:: Data excerpts ::

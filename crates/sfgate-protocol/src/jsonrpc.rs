//! JSON-RPC 2.0 envelope types for the gateway's `/mcp` endpoint.
//!
//! The gateway is protocol-version agnostic on input: `jsonrpc` and `id`
//! may be omitted, in which case the response carries `"2.0"` and `null`.

use serde::{Deserialize, Serialize};
use serde_json::{Number, Value};

/// JSON-RPC protocol version written on every response.
pub const JSONRPC_VERSION: &str = "2.0";

/// JSON-RPC request envelope.
#[derive(Debug, Clone, Serialize, Deserialize)]
pub struct JsonRpcRequest {
    /// Protocol version; defaults to "2.0" when absent.
    #[serde(default = "default_version")]
    pub jsonrpc: String,
    /// Request ID, echoed verbatim in the response.
    #[serde(default)]
    pub id: RequestId,
    /// Method name.
    pub method: String,
    /// Optional parameters.
    #[serde(default, skip_serializing_if = "Option::is_none")]
    pub params: Option<Value>,
}

/// JSON-RPC success response.
#[derive(Debug, Clone, Serialize, Deserialize)]
pub struct JsonRpcResponse {
    /// Protocol version, always "2.0".
    pub jsonrpc: String,
    /// Request ID (matches the request).
    pub id: RequestId,
    /// Result value.
    pub result: Value,
}

/// JSON-RPC error response.
#[derive(Debug, Clone, Serialize, Deserialize)]
pub struct JsonRpcErrorResponse {
    /// Protocol version, always "2.0".
    pub jsonrpc: String,
    /// Request ID (matches the request).
    pub id: RequestId,
    /// Error details.
    pub error: JsonRpcError,
}

/// JSON-RPC error object.
#[derive(Debug, Clone, Serialize, Deserialize)]
pub struct JsonRpcError {
    /// Error code.
    pub code: i32,
    /// Human-readable message.
    pub message: String,
    /// Optional structured data.
    #[serde(default, skip_serializing_if = "Option::is_none")]
    pub data: Option<Value>,
}

/// Request ID: a number, a string, or null when the caller omitted it.
#[derive(Debug, Clone, Default, PartialEq, Eq, Hash, Serialize, Deserialize)]
#[serde(untagged)]
pub enum RequestId {
    /// Numeric ID: integer, unsigned beyond `i64`, or fractional.
    Number(Number),
    /// String ID.
    String(String),
    /// Absent or explicit `null`.
    #[default]
    Null,
}

impl RequestId {
    /// Best-effort extraction of the `id` member from a raw JSON value.
    ///
    /// Used when the body is valid JSON but not a valid envelope, so the
    /// error response can still echo whatever id the caller sent.
    pub fn from_raw(value: &Value) -> Self {
        value
            .get("id")
            .and_then(|v| serde_json::from_value(v.clone()).ok())
            .unwrap_or_default()
    }
}

/// Error codes used by the gateway. All are negative.
pub mod error_codes {
    /// Invalid JSON was received.
    pub const PARSE_ERROR: i32 = -32700;
    /// The JSON sent is not a valid request object.
    pub const INVALID_REQUEST: i32 = -32600;
    /// The method (or tool) does not exist.
    pub const METHOD_NOT_FOUND: i32 = -32601;
    /// Invalid method parameter(s) or missing credentials.
    pub const INVALID_PARAMS: i32 = -32602;
    /// Internal error, including remote Salesforce failures.
    pub const INTERNAL_ERROR: i32 = -32603;
    /// Shared-secret authentication failed.
    pub const AUTH_ERROR: i32 = -32001;
}

fn default_version() -> String {
    JSONRPC_VERSION.to_string()
}

impl JsonRpcRequest {
    /// Creates a new JSON-RPC 2.0 request.
    pub fn new(id: RequestId, method: impl Into<String>, params: Option<Value>) -> Self {
        Self {
            jsonrpc: default_version(),
            id,
            method: method.into(),
            params,
        }
    }
}

impl JsonRpcResponse {
    /// Creates a success response.
    pub fn success(id: RequestId, result: Value) -> Self {
        Self {
            jsonrpc: default_version(),
            id,
            result,
        }
    }
}

impl JsonRpcErrorResponse {
    /// Creates an error response.
    pub fn error(id: RequestId, code: i32, message: impl Into<String>) -> Self {
        Self {
            jsonrpc: default_version(),
            id,
            error: JsonRpcError {
                code,
                message: message.into(),
                data: None,
            },
        }
    }
}
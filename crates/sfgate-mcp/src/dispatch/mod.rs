//! MCP method dispatch functions.
//!
//! Each sub-module handles one MCP method as a free function, keeping
//! `McpHandler` itself thin (struct + routing only).

pub(crate) mod initialize;
pub(crate) mod tools_call;
pub(crate) mod tools_list;

use serde::Serialize;

use sfgate_protocol::{error_codes, JsonRpcErrorResponse, JsonRpcResponse, RequestId};

use crate::handler::JsonRpcOutput;

/// Serializes a method result into a success envelope.
pub(crate) fn success<T: Serialize>(id: RequestId, result: T) -> JsonRpcOutput {
    match serde_json::to_value(result) {
        Ok(v) => JsonRpcOutput::Success(JsonRpcResponse::success(id, v)),
        Err(e) => failure(id, error_codes::INTERNAL_ERROR, e.to_string()),
    }
}

pub(crate) fn failure(id: RequestId, code: i32, message: impl Into<String>) -> JsonRpcOutput {
    JsonRpcOutput::Error(JsonRpcErrorResponse::error(id, code, message))
}
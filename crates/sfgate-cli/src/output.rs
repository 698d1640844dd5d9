//! Output formatting for CLI responses.

use serde_json::Value;

/// Prints a JSON value, pretty-printed, to stdout.
pub fn print_json(value: &Value) -> anyhow::Result<()> {
    println!("{}", serde_json::to_string_pretty(value)?);
    Ok(())
}
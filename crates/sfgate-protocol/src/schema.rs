//! JSON Schema helpers for MCP tool input validation.
//!
//! Validation is structural only: required keys, JSON types, and string
//! enums. No length or range constraints are enforced here.

use serde_json::Value;
use thiserror::Error;

/// Schema validation errors.
#[derive(Debug, Error)]
pub enum SchemaError {
    /// The input does not match the expected schema.
    #[error("schema validation failed: {message}")]
    ValidationFailed { message: String },
    /// The schema itself is malformed.
    #[error("invalid schema: {message}")]
    InvalidSchema { message: String },
}

impl SchemaError {
    fn validation(message: impl Into<String>) -> Self {
        Self::ValidationFailed {
            message: message.into(),
        }
    }
}

/// Checks that a JSON value contains required properties from a schema.
pub fn validate_required_fields(schema: &Value, input: &Value) -> Result<(), SchemaError> {
    let required = match schema.get("required") {
        Some(Value::Array(arr)) => arr,
        _ => return Ok(()),
    };

    let input_obj = input
        .as_object()
        .ok_or_else(|| SchemaError::validation("input must be an object"))?;

    for field in required {
        let field_name = field.as_str().ok_or_else(|| SchemaError::InvalidSchema {
            message: "required field names must be strings".to_string(),
        })?;
        if !input_obj.contains_key(field_name) {
            return Err(SchemaError::validation(format!(
                "missing required field: {field_name}"
            )));
        }
    }

    Ok(())
}

/// Validates `input` against an object schema.
///
/// Checks required fields, then the `type` (and `enum`, and array `items`
/// type) of every declared property that is present. Undeclared properties
/// are ignored.
pub fn validate_arguments(schema: &Value, input: &Value) -> Result<(), SchemaError> {
    if !input.is_object() {
        return Err(SchemaError::validation("input must be an object"));
    }
    validate_required_fields(schema, input)?;

    let Some(properties) = schema.get("properties").and_then(Value::as_object) else {
        return Ok(());
    };

    for (name, prop_schema) in properties {
        if let Some(value) = input.get(name) {
            validate_property(name, prop_schema, value)?;
        }
    }

    Ok(())
}

fn validate_property(name: &str, schema: &Value, value: &Value) -> Result<(), SchemaError> {
    if let Some(expected) = schema.get("type").and_then(Value::as_str) {
        if !matches_type(expected, value) {
            return Err(SchemaError::validation(format!(
                "field '{name}' must be of type {expected}"
            )));
        }
    }

    if let Some(Value::Array(allowed)) = schema.get("enum") {
        if !allowed.contains(value) {
            let options = allowed
                .iter()
                .filter_map(Value::as_str)
                .collect::<Vec<_>>()
                .join(", ");
            return Err(SchemaError::validation(format!(
                "field '{name}' must be one of: {options}"
            )));
        }
    }

    if let (Some(items), Value::Array(elements)) = (schema.get("items"), value) {
        for (i, element) in elements.iter().enumerate() {
            validate_property(&format!("{name}[{i}]"), items, element)?;
        }
    }

    Ok(())
}

fn matches_type(expected: &str, value: &Value) -> bool {
    match expected {
        "string" => value.is_string(),
        "boolean" => value.is_boolean(),
        "number" => value.is_number(),
        "integer" => value.is_i64() || value.is_u64(),
        "array" => value.is_array(),
        "object" => value.is_object(),
        "null" => value.is_null(),
        _ => true,
    }
}
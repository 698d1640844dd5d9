//! Shared-secret authentication for `tools/call`.

use axum::http::HeaderMap;
use subtle::ConstantTimeEq;
use thiserror::Error;

/// Header carrying the shared secret.
pub const SECRET_HEADER: &str = "x-secret-key";

/// How `tools/call` requests are authorised.
#[derive(Clone, PartialEq, Eq)]
pub enum SecretPolicy {
    /// No secret required.
    Disabled,
    /// A secret is required but none is configured; every call is allowed
    /// and a warning is logged.
    Permissive,
    /// `x-secret-key` must equal this value.
    Enforced(String),
}

impl SecretPolicy {
    /// Builds the policy from the `require_auth` flag and configured secret.
    pub fn new(require_auth: bool, secret_key: &str) -> Self {
        match (require_auth, secret_key.is_empty()) {
            (false, _) => Self::Disabled,
            (true, true) => Self::Permissive,
            (true, false) => Self::Enforced(secret_key.to_string()),
        }
    }
}

impl std::fmt::Debug for SecretPolicy {
    fn fmt(&self, f: &mut std::fmt::Formatter<'_>) -> std::fmt::Result {
        match self {
            Self::Disabled => f.write_str("Disabled"),
            Self::Permissive => f.write_str("Permissive"),
            Self::Enforced(_) => f.write_str("Enforced(<redacted>)"),
        }
    }
}

/// Why a shared-secret check failed.
#[derive(Debug, Clone, Copy, PartialEq, Eq, Error)]
pub enum SecretError {
    #[error("Missing x-secret-key header")]
    Missing,
    #[error("Invalid secret key")]
    Mismatch,
}

/// Validates the `x-secret-key` header against `expected`.
///
/// # Errors
///
/// Returns [`SecretError::Missing`] if the header is absent or empty and
/// [`SecretError::Mismatch`] if it does not equal `expected`.
pub(crate) fn validate_secret(headers: &HeaderMap, expected: &str) -> Result<(), SecretError> {
    let provided = headers
        .get(SECRET_HEADER)
        .and_then(|v| v.to_str().ok())
        .filter(|v| !v.is_empty())
        .ok_or(SecretError::Missing)?;

    if bool::from(provided.as_bytes().ct_eq(expected.as_bytes())) {
        Ok(())
    } else {
        Err(SecretError::Mismatch)
    }
}

#[cfg(test)]
mod tests {
    use super::*;
    use axum::http::{HeaderMap, HeaderValue};

    fn with_secret(value: &'static str) -> HeaderMap {
        let mut headers = HeaderMap::new();
        headers.insert(SECRET_HEADER, HeaderValue::from_static(value));
        headers
    }

    #[test]
    fn valid_secret_passes() {
        assert!(validate_secret(&with_secret("secret123"), "secret123").is_ok());
    }

    #[test]
    fn wrong_secret_rejected() {
        assert_eq!(
            validate_secret(&with_secret("wrong"), "secret123"),
            Err(SecretError::Mismatch)
        );
    }

    #[test]
    fn prefix_or_extension_of_secret_rejected() {
        for candidate in ["secret12", "secret1234", "Secret123"] {
            let mut headers = HeaderMap::new();
            headers.insert(SECRET_HEADER, HeaderValue::from_static(candidate));
            assert_eq!(
                validate_secret(&headers, "secret123"),
                Err(SecretError::Mismatch),
                "{candidate} must not match"
            );
        }
    }

    #[test]
    fn missing_or_empty_header_rejected() {
        assert_eq!(
            validate_secret(&HeaderMap::new(), "secret123"),
            Err(SecretError::Missing)
        );
        assert_eq!(
            validate_secret(&with_secret(""), "secret123"),
            Err(SecretError::Missing)
        );
    }

    #[test]
    fn policy_from_settings() {
        assert_eq!(SecretPolicy::new(false, "abc"), SecretPolicy::Disabled);
        assert_eq!(SecretPolicy::new(true, ""), SecretPolicy::Permissive);
        assert_eq!(
            SecretPolicy::new(true, "abc"),
            SecretPolicy::Enforced("abc".into())
        );
    }

    #[test]
    fn debug_hides_secret() {
        let shown = format!("{:?}", SecretPolicy::new(true, "hunter2"));
        assert!(!shown.contains("hunter2"));
    }
}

:::

■ Your objective ■
Find the lines in the entries above where "envelope" occurs, and copy each of them.

■ Written answer ■
//! JSON-RPC 2.0 envelope types for the gateway's `/mcp` endpoint.
/// JSON-RPC request envelope.
    /// Used when the body is valid JSON but not a valid envelope, so the
/// Serializes a method result into a success envelope.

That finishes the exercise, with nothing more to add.